▸ **Work to be completed**
Report every line of the material that contains the string "using".

━━━━━━━━━━━━━━━━

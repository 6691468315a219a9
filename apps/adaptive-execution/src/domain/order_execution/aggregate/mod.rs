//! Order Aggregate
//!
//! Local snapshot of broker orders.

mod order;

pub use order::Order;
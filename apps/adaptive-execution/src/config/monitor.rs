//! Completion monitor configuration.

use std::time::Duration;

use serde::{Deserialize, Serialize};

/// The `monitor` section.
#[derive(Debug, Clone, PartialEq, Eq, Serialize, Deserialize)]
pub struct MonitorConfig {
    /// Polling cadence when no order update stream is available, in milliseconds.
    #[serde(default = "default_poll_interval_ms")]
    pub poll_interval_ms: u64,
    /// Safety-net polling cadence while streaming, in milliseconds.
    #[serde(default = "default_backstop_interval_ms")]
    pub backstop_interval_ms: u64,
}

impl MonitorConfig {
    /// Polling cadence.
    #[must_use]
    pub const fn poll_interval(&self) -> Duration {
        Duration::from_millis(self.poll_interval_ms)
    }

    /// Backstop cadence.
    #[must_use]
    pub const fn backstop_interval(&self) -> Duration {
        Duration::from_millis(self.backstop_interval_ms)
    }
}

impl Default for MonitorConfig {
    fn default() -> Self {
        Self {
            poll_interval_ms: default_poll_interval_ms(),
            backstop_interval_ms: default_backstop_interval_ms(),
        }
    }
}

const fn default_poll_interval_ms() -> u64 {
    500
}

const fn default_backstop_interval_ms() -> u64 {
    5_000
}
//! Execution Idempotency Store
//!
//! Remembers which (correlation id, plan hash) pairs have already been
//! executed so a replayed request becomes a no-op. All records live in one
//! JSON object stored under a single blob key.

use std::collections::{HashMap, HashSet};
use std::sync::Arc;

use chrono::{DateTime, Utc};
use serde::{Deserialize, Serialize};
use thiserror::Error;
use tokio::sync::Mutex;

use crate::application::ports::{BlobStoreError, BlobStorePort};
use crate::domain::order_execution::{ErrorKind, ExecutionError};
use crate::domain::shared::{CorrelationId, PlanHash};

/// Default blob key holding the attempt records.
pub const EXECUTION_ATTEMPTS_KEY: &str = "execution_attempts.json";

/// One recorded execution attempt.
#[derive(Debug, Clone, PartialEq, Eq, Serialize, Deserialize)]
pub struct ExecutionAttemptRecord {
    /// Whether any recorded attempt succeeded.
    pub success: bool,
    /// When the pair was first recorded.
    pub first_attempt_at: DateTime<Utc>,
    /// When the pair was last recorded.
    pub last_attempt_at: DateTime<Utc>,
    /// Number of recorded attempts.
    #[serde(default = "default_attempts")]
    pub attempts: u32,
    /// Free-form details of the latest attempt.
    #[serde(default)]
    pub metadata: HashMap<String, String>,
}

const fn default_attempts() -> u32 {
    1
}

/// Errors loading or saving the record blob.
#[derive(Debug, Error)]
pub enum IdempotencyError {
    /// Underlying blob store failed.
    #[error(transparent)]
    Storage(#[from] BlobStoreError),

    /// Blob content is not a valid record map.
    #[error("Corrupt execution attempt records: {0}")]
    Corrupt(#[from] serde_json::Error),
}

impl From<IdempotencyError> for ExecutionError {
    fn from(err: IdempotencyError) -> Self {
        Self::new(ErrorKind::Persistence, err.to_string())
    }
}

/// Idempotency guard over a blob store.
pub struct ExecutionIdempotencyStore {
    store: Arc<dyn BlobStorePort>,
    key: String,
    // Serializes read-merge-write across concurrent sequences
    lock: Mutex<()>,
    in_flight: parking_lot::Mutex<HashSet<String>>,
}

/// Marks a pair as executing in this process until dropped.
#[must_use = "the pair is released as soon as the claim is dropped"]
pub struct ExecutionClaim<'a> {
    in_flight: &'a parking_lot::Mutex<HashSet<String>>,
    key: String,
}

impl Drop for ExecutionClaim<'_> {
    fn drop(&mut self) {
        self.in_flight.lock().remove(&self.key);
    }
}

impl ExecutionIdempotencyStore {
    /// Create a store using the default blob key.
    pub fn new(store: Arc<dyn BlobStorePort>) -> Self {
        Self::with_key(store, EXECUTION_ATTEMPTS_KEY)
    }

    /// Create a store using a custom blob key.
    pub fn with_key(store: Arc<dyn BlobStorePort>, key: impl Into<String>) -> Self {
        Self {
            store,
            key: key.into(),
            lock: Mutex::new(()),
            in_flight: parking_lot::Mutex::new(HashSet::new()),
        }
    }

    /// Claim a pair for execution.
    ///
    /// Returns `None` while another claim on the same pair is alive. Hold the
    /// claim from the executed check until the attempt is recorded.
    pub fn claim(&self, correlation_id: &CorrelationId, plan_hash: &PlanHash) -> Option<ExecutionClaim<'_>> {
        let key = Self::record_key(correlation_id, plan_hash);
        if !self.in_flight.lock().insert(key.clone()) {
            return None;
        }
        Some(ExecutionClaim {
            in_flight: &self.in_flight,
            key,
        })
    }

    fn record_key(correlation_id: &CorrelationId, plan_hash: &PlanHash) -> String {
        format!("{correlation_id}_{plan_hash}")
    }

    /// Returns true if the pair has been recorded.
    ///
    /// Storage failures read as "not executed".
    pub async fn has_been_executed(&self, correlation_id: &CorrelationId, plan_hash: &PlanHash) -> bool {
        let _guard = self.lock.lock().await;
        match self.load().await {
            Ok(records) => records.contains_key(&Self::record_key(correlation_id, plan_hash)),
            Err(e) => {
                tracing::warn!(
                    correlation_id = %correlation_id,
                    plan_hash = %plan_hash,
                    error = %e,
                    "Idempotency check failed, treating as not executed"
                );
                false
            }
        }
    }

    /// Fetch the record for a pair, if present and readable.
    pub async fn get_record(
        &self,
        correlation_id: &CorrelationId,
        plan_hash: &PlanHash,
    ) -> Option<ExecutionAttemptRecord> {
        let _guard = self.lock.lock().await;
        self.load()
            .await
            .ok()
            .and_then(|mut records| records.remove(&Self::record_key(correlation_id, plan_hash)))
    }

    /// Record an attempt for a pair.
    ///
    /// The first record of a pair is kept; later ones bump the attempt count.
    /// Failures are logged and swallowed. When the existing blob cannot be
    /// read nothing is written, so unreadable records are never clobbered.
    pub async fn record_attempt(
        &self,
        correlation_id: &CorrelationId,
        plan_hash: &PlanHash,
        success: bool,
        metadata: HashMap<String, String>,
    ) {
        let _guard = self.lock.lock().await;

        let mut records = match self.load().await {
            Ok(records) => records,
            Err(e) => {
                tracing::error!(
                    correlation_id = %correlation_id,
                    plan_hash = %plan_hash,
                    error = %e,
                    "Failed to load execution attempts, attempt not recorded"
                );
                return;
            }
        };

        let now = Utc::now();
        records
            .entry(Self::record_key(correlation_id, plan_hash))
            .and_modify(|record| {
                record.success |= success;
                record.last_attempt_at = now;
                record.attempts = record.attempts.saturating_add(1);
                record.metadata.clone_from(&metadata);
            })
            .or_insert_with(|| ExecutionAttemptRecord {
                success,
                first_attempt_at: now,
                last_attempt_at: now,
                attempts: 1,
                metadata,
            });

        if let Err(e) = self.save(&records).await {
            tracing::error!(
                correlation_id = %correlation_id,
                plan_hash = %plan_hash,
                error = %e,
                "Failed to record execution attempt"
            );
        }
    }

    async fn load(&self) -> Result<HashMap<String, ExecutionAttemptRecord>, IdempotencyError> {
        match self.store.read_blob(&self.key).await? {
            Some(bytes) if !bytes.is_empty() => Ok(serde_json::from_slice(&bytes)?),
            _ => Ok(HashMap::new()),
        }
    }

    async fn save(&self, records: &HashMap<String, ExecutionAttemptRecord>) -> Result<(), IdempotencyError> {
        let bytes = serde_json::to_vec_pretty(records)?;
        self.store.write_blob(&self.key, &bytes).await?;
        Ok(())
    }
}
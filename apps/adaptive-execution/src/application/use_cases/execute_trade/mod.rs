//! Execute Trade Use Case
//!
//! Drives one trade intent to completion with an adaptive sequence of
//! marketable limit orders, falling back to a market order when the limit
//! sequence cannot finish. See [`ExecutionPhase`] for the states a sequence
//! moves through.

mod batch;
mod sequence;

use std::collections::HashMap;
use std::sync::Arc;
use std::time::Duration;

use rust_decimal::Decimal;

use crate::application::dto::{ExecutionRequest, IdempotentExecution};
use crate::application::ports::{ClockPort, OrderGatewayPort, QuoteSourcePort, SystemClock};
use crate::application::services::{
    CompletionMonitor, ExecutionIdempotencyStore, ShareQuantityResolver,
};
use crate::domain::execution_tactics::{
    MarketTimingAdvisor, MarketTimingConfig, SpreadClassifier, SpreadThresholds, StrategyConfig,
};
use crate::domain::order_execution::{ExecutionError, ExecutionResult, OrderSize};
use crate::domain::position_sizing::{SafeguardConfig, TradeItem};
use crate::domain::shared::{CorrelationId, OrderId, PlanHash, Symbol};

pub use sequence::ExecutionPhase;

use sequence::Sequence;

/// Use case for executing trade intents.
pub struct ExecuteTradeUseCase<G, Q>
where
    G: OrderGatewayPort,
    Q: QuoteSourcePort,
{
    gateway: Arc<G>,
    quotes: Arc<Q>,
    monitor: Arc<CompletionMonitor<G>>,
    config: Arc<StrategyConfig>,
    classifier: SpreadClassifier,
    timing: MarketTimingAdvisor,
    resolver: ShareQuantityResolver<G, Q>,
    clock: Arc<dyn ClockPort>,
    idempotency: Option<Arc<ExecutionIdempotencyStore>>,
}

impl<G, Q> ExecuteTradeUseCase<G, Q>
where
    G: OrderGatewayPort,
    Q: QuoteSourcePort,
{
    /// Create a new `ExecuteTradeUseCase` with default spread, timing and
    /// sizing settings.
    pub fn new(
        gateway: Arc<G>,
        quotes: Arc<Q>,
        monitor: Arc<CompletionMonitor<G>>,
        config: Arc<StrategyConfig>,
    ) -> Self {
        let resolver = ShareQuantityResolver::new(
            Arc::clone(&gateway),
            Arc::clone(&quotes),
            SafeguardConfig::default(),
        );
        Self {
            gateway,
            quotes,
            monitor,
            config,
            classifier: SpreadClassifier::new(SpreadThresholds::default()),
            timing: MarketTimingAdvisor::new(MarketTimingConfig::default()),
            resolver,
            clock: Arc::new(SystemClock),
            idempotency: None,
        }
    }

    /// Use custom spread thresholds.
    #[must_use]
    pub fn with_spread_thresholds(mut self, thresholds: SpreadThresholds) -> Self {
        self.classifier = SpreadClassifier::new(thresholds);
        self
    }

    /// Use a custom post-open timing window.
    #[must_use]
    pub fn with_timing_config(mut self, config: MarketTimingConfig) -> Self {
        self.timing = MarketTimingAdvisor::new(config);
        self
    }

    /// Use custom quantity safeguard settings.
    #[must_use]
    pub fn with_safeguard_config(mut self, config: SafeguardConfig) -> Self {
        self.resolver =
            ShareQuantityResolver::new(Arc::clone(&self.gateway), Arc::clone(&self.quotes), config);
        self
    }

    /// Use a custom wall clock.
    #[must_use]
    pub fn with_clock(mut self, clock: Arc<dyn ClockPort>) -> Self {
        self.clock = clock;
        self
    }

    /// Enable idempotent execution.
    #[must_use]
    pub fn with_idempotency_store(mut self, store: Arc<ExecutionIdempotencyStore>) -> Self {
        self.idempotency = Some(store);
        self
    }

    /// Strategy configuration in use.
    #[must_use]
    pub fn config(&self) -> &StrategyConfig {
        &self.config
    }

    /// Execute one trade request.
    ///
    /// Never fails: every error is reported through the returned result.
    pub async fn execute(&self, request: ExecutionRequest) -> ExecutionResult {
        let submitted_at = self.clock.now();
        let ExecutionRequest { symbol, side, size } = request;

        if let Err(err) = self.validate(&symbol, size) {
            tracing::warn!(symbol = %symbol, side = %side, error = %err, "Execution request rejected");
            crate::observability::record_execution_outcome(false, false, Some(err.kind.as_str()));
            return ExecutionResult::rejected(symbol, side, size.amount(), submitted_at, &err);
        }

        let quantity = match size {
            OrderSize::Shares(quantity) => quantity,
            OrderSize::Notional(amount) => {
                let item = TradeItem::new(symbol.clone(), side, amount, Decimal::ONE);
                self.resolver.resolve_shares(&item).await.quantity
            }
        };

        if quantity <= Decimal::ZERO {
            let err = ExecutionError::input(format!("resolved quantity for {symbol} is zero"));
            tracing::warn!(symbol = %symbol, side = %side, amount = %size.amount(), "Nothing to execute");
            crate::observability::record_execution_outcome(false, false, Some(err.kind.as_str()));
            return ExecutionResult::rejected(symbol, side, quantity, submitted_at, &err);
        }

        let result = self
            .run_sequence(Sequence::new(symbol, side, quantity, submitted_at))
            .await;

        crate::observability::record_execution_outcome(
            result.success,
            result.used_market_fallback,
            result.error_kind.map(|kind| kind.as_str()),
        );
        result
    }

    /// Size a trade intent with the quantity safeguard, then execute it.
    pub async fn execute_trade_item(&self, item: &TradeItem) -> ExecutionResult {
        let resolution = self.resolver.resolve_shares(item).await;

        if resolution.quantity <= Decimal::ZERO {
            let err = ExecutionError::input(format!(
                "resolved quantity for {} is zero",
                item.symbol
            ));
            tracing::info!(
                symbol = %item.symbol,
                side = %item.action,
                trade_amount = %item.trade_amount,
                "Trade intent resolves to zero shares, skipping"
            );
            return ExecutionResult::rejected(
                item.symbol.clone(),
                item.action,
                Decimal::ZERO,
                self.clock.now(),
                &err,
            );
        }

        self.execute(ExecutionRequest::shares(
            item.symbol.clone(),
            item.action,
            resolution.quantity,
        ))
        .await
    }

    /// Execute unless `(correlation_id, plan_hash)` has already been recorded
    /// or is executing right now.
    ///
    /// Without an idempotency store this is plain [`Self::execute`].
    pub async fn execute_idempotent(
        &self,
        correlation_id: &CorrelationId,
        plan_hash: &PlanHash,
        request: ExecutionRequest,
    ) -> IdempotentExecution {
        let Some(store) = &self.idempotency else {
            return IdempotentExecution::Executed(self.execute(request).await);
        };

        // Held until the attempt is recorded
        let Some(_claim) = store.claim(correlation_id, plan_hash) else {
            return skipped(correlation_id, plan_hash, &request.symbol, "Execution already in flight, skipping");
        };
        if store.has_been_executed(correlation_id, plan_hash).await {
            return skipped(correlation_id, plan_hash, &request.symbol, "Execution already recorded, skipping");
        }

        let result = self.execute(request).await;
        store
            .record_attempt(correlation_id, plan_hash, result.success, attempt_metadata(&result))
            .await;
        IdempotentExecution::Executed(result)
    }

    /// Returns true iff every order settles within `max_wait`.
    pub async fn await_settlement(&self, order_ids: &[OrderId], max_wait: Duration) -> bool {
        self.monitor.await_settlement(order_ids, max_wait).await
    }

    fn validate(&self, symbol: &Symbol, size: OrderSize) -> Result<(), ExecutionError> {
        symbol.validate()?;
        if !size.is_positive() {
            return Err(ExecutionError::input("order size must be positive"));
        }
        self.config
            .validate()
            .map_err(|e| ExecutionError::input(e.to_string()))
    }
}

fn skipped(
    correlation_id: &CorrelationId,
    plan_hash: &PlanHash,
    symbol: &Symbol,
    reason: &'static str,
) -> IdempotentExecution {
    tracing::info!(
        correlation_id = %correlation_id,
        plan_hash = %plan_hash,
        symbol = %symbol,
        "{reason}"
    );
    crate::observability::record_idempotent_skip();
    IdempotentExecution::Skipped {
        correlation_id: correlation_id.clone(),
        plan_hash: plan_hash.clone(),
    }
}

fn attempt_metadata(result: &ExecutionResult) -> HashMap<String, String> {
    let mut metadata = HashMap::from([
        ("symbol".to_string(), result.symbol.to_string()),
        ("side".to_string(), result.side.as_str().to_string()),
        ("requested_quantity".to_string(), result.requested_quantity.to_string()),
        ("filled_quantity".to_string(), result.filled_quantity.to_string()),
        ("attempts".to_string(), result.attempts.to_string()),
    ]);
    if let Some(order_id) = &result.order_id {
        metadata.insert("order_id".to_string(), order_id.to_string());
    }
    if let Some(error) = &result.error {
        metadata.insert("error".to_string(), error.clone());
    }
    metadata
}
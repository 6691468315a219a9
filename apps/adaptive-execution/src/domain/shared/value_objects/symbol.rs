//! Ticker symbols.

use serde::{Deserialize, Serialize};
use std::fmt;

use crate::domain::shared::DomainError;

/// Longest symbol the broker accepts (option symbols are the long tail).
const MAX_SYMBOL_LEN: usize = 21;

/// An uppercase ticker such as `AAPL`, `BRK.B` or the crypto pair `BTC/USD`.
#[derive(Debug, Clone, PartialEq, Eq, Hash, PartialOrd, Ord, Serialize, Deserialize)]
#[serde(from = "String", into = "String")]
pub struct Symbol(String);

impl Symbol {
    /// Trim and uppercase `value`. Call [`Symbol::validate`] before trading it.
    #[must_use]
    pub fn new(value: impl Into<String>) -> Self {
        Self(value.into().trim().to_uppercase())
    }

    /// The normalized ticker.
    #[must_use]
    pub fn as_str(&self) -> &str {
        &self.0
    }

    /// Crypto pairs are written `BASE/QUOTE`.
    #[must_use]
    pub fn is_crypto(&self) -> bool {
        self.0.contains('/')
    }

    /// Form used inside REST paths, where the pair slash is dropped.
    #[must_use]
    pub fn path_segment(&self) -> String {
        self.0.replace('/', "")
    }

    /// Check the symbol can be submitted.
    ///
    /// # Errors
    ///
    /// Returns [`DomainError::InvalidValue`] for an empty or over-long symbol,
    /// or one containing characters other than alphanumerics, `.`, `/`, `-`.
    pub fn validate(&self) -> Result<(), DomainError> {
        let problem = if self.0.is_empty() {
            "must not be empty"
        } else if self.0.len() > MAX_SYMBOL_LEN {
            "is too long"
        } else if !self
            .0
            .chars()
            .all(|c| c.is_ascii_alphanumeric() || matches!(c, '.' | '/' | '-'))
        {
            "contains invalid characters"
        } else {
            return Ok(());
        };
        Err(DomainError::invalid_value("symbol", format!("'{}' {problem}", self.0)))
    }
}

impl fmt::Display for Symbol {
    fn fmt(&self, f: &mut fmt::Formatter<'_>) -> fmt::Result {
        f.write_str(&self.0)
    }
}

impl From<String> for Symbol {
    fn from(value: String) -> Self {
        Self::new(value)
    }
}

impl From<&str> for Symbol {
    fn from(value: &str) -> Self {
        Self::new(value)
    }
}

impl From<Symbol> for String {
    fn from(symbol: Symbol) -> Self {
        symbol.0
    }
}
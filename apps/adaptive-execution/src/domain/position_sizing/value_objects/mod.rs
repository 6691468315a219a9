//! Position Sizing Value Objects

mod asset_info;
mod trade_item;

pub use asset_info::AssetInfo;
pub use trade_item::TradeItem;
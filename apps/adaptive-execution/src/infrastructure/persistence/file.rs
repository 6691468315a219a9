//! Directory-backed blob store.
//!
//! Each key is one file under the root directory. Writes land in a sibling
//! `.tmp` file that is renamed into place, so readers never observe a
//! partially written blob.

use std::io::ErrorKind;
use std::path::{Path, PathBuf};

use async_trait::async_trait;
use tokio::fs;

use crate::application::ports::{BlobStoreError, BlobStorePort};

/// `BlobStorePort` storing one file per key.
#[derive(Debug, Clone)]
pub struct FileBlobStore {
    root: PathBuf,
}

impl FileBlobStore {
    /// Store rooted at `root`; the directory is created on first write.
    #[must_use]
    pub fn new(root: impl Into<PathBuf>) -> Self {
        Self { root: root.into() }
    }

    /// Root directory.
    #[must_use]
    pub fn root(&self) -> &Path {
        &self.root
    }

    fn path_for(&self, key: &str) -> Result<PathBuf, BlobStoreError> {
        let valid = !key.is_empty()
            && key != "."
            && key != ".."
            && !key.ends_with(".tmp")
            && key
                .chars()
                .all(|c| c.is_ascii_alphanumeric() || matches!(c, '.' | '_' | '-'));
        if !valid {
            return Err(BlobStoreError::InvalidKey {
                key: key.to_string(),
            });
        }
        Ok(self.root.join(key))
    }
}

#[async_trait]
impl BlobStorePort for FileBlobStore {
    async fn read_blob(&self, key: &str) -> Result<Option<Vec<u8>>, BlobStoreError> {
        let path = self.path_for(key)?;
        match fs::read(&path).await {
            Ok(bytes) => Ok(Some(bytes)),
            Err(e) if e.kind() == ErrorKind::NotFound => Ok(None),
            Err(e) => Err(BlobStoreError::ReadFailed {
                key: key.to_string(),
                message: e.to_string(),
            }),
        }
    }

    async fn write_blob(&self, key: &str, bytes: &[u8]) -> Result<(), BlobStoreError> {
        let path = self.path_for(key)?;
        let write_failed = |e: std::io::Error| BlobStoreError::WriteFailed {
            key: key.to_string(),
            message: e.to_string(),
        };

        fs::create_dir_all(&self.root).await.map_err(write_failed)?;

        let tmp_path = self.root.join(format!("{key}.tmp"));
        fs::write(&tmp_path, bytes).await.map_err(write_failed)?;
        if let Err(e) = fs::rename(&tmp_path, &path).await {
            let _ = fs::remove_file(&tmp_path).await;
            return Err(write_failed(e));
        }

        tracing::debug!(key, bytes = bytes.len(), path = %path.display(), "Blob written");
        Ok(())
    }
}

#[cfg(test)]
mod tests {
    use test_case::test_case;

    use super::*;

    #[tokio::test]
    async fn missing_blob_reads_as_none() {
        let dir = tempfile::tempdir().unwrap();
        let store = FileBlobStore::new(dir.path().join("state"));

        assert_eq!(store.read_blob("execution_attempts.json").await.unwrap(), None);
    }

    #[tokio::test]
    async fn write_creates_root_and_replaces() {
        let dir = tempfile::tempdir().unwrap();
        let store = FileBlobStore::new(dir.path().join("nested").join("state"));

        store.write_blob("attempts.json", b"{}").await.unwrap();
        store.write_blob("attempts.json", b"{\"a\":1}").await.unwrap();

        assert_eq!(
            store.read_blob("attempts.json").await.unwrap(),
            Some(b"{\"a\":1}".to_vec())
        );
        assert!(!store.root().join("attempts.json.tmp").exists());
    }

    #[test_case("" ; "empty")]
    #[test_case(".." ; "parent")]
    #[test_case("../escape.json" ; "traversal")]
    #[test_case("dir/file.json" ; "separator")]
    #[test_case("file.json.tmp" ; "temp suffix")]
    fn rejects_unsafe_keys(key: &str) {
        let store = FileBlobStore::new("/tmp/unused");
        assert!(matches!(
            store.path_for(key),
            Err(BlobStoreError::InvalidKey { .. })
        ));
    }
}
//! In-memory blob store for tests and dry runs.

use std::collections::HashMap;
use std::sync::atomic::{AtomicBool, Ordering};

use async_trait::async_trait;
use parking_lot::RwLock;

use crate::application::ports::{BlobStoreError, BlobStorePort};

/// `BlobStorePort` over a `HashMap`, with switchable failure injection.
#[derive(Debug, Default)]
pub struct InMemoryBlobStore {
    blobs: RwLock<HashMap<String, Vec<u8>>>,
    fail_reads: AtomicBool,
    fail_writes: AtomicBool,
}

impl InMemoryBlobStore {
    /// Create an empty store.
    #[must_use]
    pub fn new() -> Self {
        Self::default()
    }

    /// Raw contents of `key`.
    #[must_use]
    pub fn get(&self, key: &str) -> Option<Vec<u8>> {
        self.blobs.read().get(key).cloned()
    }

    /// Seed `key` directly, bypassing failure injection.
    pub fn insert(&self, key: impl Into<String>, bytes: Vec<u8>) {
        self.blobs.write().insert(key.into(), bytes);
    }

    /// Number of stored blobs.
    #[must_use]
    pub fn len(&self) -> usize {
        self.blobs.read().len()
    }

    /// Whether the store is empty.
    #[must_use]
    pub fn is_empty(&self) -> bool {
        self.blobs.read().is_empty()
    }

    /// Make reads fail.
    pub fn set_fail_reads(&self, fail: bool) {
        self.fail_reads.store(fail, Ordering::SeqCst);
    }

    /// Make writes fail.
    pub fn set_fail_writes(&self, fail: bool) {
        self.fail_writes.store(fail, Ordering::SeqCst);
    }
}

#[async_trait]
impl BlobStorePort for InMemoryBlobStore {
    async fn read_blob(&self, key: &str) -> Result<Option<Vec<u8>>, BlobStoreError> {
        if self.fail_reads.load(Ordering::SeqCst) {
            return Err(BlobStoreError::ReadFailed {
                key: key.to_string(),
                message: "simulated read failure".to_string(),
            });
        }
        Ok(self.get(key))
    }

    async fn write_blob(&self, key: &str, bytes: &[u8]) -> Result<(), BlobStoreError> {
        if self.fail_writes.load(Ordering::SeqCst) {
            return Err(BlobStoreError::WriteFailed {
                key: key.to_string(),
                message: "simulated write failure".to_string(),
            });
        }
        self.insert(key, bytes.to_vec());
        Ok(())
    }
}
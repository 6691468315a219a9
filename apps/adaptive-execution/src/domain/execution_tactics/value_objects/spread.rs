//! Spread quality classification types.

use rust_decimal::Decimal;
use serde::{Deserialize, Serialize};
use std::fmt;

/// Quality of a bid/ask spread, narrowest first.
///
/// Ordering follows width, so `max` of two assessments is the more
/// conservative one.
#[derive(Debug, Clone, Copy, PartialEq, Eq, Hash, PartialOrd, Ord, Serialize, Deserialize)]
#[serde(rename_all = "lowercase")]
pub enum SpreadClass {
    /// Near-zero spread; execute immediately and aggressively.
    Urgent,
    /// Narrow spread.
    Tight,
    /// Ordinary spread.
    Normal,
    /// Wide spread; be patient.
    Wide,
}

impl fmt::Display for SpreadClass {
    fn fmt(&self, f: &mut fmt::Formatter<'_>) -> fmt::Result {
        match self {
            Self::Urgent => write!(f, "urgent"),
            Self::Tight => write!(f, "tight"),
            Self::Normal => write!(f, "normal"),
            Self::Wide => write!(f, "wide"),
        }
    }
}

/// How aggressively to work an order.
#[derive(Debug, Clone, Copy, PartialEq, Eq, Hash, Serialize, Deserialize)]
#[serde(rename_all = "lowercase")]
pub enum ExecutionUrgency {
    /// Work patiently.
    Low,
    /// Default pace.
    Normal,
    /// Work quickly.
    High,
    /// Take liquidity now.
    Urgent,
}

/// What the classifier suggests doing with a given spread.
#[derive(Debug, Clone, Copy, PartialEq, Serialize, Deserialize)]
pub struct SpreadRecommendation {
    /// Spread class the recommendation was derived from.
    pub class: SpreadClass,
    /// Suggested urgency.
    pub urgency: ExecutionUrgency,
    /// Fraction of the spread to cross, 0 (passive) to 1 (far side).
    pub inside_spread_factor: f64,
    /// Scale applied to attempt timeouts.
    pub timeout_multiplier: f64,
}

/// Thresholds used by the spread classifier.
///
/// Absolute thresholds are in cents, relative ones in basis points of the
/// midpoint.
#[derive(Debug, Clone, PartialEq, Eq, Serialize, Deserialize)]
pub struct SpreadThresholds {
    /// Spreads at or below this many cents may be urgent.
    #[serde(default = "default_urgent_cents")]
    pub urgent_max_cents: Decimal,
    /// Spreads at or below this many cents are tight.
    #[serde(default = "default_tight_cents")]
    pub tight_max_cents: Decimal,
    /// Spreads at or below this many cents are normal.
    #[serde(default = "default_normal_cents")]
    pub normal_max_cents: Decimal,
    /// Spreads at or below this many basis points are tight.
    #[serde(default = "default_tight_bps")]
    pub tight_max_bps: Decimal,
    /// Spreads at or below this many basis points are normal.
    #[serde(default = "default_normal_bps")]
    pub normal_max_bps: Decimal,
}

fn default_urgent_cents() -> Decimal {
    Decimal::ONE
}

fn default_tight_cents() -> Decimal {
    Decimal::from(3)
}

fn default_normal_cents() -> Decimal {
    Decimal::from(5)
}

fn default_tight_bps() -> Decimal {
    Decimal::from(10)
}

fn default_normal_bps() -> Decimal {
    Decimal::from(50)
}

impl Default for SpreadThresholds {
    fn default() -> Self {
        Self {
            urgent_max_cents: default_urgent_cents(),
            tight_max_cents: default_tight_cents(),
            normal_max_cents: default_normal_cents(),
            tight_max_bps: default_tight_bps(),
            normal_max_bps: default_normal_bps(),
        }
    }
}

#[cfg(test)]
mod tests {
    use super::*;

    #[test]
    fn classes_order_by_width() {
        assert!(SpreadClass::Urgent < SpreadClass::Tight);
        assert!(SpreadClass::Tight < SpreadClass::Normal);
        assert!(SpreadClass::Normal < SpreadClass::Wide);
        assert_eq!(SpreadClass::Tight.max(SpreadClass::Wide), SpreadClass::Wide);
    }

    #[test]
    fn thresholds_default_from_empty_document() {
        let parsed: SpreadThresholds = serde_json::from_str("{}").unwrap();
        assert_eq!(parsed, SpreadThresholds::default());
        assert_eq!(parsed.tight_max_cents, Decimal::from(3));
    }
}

━━━━━━━━━━━━━━━━

▸ **Exercise result**
    /// Create a store using the default blob key.
    /// Create a store using a custom blob key.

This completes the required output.